A certain particle has a weight of \(22 \mathrm{~N}\) at a point where \(g=9.8 \mathrm{~m} / \mathrm{s}^{2} .\) What are its (a) weight and (b) mass at a point where \(g=4.9 \mathrm{~m} / \mathrm{s}^{2} ?\) What are its (c) weight and (d) mass if it is moved to a point in space where \(g=0 ?\)

Short Answer

Expert verified
Weight becomes 11 N at \(g = 4.9\) and 0 N at \(g = 0\); mass stays \(2.24 \text{ kg}\) everywhere.

Step by step solution

01

Determine initial mass

Use the weight formula: \( W = m \, g \) to find the mass. Rearranging it gives \( m = \frac{W}{g} \). Initially, \( W = 22 \, \mathrm{N} \) and \( g = 9.8 \, \mathrm{m/s^2} \). So, \( m = \frac{22}{9.8} \approx 2.24 \, \mathrm{kg} \).
02

Calculate weight at new location where \(g = 4.9\, \mathrm{m/s^2}\)

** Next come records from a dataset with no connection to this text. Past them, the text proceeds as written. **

//! Tweet and user lookups against the Twitter REST API v1.1.
//!
//! All four lookups are single signed GET requests. Bulk variants join their
//! ids or screen names with commas; the API accepts up to 100 per call and
//! nothing here pages beyond that.

use log::{info, warn};
use serde_json::Value;

use crate::config::TwitterConfig;
use crate::error::Result;

use super::api::signed_get;

fn join_encoded<S: AsRef<str>>(items: &[S]) -> String {
    items
        .iter()
        .map(|s| urlencoding::encode(s.as_ref()).into_owned())
        .collect::<Vec<_>>()
        .join(",")
}

/// URL for a single tweet lookup (`statuses/show.json`).
pub fn tweet_url(base_url: &str, tweet_id: &str) -> String {
    format!(
        "{}/statuses/show.json?id={}",
        base_url,
        urlencoding::encode(tweet_id)
    )
}

/// URL for a bulk tweet lookup (`statuses/lookup.json`).
pub fn tweets_url<S: AsRef<str>>(base_url: &str, tweet_ids: &[S]) -> String {
    format!("{}/statuses/lookup.json?id={}", base_url, join_encoded(tweet_ids))
}

/// URL for a single user lookup (`users/show.json`).
pub fn user_url(base_url: &str, screen_name: &str) -> String {
    format!(
        "{}/users/show.json?screen_name={}",
        base_url,
        urlencoding::encode(screen_name)
    )
}

/// URL for a bulk user lookup (`users/lookup.json`).
pub fn users_url<S: AsRef<str>>(base_url: &str, screen_names: &[S]) -> String {
    format!(
        "{}/users/lookup.json?screen_name={}",
        base_url,
        join_encoded(screen_names)
    )
}

async fn get_json(config: &TwitterConfig, url: &str) -> Result<Value> {
    let body = signed_get(config, url, &[]).await?;
    Ok(serde_json::from_str(&body)?)
}

/// Looks up a single tweet by id.
///
/// # Returns
///
/// - `Ok(Value)`: The tweet object as returned by the API
/// - `Err(...)`: On network, status or JSON errors
///
/// # Example
///
/// ```rust,no_run
/// use tweetscan::{lookup_tweet, TwitterConfig};
///
/// #[tokio::main(flavor = "current_thread")]
/// async fn main() {
///     let config = TwitterConfig::from_env().unwrap();
///     let tweet = lookup_tweet(&config, "473010591544520705").await.unwrap();
///     println!("{}", serde_json::to_string_pretty(&tweet).unwrap());
/// }
/// ```
pub async fn lookup_tweet(config: &TwitterConfig, tweet_id: &str) -> Result<Value> {
    info!("Looking up tweet {}", tweet_id);
    get_json(config, &tweet_url(&config.base_url, tweet_id)).await
}

/// Looks up several tweets by id in one request.
///
/// Returns the JSON array of tweet objects. Ids the API does not know are
/// silently absent from the array.
pub async fn lookup_multiple_tweets<S: AsRef<str>>(
    config: &TwitterConfig,
    tweet_ids: &[S],
) -> Result<Value> {
    info!("Looking up {} tweets", tweet_ids.len());
    if tweet_ids.len() > 100 {
        warn!(
            "{} tweet ids requested; the API only honours the first 100",
            tweet_ids.len()
        );
    }
    get_json(config, &tweets_url(&config.base_url, tweet_ids)).await
}

/// Looks up a single user by screen name.
pub async fn lookup_user(config: &TwitterConfig, screen_name: &str) -> Result<Value> {
    info!("Looking up user by screen name: {}", screen_name);
    get_json(config, &user_url(&config.base_url, screen_name)).await
}

/// Looks up up to 100 users by screen name in one request.
pub async fn lookup_multiple_users<S: AsRef<str>>(
    config: &TwitterConfig,
    screen_names: &[S],
) -> Result<Value> {
    info!("Looking up {} users", screen_names.len());
    if screen_names.len() > 100 {
        warn!(
            "{} screen names requested; the API only honours the first 100",
            screen_names.len()
        );
    }
    get_json(config, &users_url(&config.base_url, screen_names)).await
}

#[cfg(test)]
mod tests {
    use super::*;
    use crate::config::DEFAULT_BASE_URL;

    #[test]
    fn test_tweet_urls() {
        assert_eq!(
            tweet_url(DEFAULT_BASE_URL, "473010591544520705"),
            "https://api.twitter.com/1.1/statuses/show.json?id=473010591544520705"
        );
        assert_eq!(
            tweets_url(DEFAULT_BASE_URL, &["1", "2", "3"]),
            "https://api.twitter.com/1.1/statuses/lookup.json?id=1,2,3"
        );
    }

    #[test]
    fn test_user_urls() {
        assert_eq!(
            user_url(DEFAULT_BASE_URL, "grfiv"),
            "https://api.twitter.com/1.1/users/show.json?screen_name=grfiv"
        );
        let names = vec!["grfiv".to_string(), "flgprohemo".to_string()];
        assert_eq!(
            users_url(DEFAULT_BASE_URL, &names),
            "https://api.twitter.com/1.1/users/lookup.json?screen_name=grfiv,flgprohemo"
        );
    }

    #[test]
    fn test_screen_names_are_encoded() {
        assert_eq!(
            user_url("http://localhost", "a b&c"),
            "http://localhost/users/show.json?screen_name=a%20b%26c"
        );
    }
}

Using the mass found in Step 1, the weight at the new location can be calculated using \( W' = m \times g' \). Substituting, we have \( W' = 2.24 \, \mathrm{kg} \times 4.9 \, \mathrm{m/s^2} \approx 11 \, \mathrm{N} \).
03

Determine mass at new location \(g = 4.9\, \mathrm{m/s^2}\)

Mass does not change with location, so it remains \( 2.24 \, \mathrm{kg} \).
04

Determine weight at location where \(g = 0\)

At \( g = 0 \), the weight is \( W'' = m \times 0 = 0 \, \mathrm{N} \).
05

Determine mass at location where \(g = 0\)

Mass again does not change with location. It remains \( 2.24 \, \mathrm{kg} \).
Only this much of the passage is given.